Sadhus sitting around the temple grounds.

Meditating Sadhu.
Resting Sadhus.
To be honest, I wanted to visit Pashupatinath for a very specific reason: open-air cremation ceremonies. I know that sounds awfully dark (and perhaps a bit twisted), but I have always had a reverential fascination with Hindu funerals and cremation rites. Allen Ginsberg, I once read, used to spend all of his days in India watching these somber ceremonies occur on the banks of the Ganges. It was his favorite thing to do in the country. He found it peaceful and awe-inspiring. I don't know what I expected from the cremation rituals, but I knew that I wanted to witness one while in South Asia. The temple of Pashupatinath sits along the dirty Bagmati River. Because Nepal is still a society riddled with class/caste distinctions, only certain people can be cremated in the area right beside the temple. The poorer, more common people hold their ceremonies about 200 feet downstream, which is where most of them take place.

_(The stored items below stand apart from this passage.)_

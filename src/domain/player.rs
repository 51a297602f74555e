use chrono::{DateTime, Utc};
use serde::{Deserialize, Serialize};
use uuid::Uuid;

use super::Cents;

pub type PlayerId = Uuid;
pub type WithdrawalId = Uuid;

/// Recorded when no operator name is supplied with a withdrawal.
pub const DEFAULT_ADDED_BY: &str = "admin";

/// Cash taken from the shared bank by a player.
#[derive(Debug, Clone, PartialEq, Eq, Serialize, Deserialize)]
#[serde(rename_all = "camelCase")]
pub struct Withdrawal {
    pub id: WithdrawalId,
    /// Amount in cents (always positive)
    pub amount_cents: Cents,
    /// Who recorded the withdrawal
    pub added_by: String,
    pub created_at: DateTime<Utc>,
}

impl Withdrawal {
    pub fn new(amount_cents: Cents, added_by: impl Into<String>) -> Self {
        assert!(amount_cents > 0, "Withdrawal amount must be positive");
        Self {
            id: Uuid::new_v4(),
            amount_cents,
            added_by: added_by.into(),
            created_at: Utc::now(),
        }
    }
}

/// A seat at the game. `final_amount_cents` is the cash the player handed
/// back to the bank when they stopped playing.
#[derive(Debug, Clone, PartialEq, Eq, Serialize, Deserialize)]
#[serde(rename_all = "camelCase")]
pub struct Player {
    pub id: PlayerId,
    pub name: String,
    pub withdrawals: Vec<Withdrawal>,
    pub final_amount_cents: Cents,
    pub created_at: DateTime<Utc>,
}

impl Player {
    pub fn new(name: impl Into<String>) -> Self {
        Self {
            id: Uuid::new_v4(),
            name: name.into(),
            withdrawals: Vec::new(),
            final_amount_cents: 0,
            created_at: Utc::now(),
        }
    }

    pub fn with_final_amount(mut self, final_amount_cents: Cents) -> Self {
        self.final_amount_cents = final_amount_cents;
        self
    }

    pub fn with_withdrawal(mut self, amount_cents: Cents) -> Self {
        self.withdrawals
            .push(Withdrawal::new(amount_cents, DEFAULT_ADDED_BY));
        self
    }

    /// Sum of every withdrawal this player made.
    pub fn total_withdrawn(&self) -> Cents {
        self.withdrawals.iter().map(|w| w.amount_cents).sum()
    }
}

/// Normalize a player name, rejecting blank input.
pub fn normalize_name(name: &str) -> Option<String> {
    let trimmed = name.trim();
    if trimmed.is_empty() {
        None
    } else {
        Some(trimmed.to_string())
    }
}

#[cfg(test)]
mod tests {
    use super::*;

    #[test]
    fn test_new_player_starts_empty() {
        let player = Player::new("Alice");
        assert_eq!(player.name, "Alice");
        assert_eq!(player.final_amount_cents, 0);
        assert!(player.withdrawals.is_empty());
        assert_eq!(player.total_withdrawn(), 0);
    }

    #[test]
    fn test_total_withdrawn_sums_all_withdrawals() {
        let player = Player::new("Bob")
            .with_withdrawal(2000)
            .with_withdrawal(2000)
            .with_withdrawal(550);
        assert_eq!(player.total_withdrawn(), 4550);
        assert_eq!(player.withdrawals[0].added_by, DEFAULT_ADDED_BY);
    }

    #[test]
    #[should_panic(expected = "Withdrawal amount must be positive")]
    fn test_withdrawal_requires_positive_amount() {
        Withdrawal::new(0, "admin");
    }

    #[test]
    fn test_normalize_name() {
        assert_eq!(normalize_name("  Carol "), Some("Carol".to_string()));
        assert_eq!(normalize_name("   "), None);
    }

    #[test]
    fn test_player_serializes_camel_case() {
        let player = Player::new("Dan").with_final_amount(1500);
        let json = serde_json::to_value(&player).unwrap();
        assert_eq!(json["finalAmountCents"], 1500);
        assert!(json["withdrawals"].as_array().unwrap().is_empty());
    }
}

On one side of the river, there are about 5 cement platforms jutting out over the shallow, polluted river. Throughout the course of an hour or so, we saw 4 cremations in progress. When a funeral occurs, a pyre is constructed using big logs. Then, the lifeless body, wrapped in cloth, is laid upon the pyre and covered with dry straw. After that, with a crowd of family and friends around, the bottom of the logs are set ablaze. Smoke billows out from the stack, and the people look at it sullenly until they all eventually trickle away. After a little while, the pyre is reduced to a smoldering campfire containing ashen human remains, which are then swept into the Bagmati River.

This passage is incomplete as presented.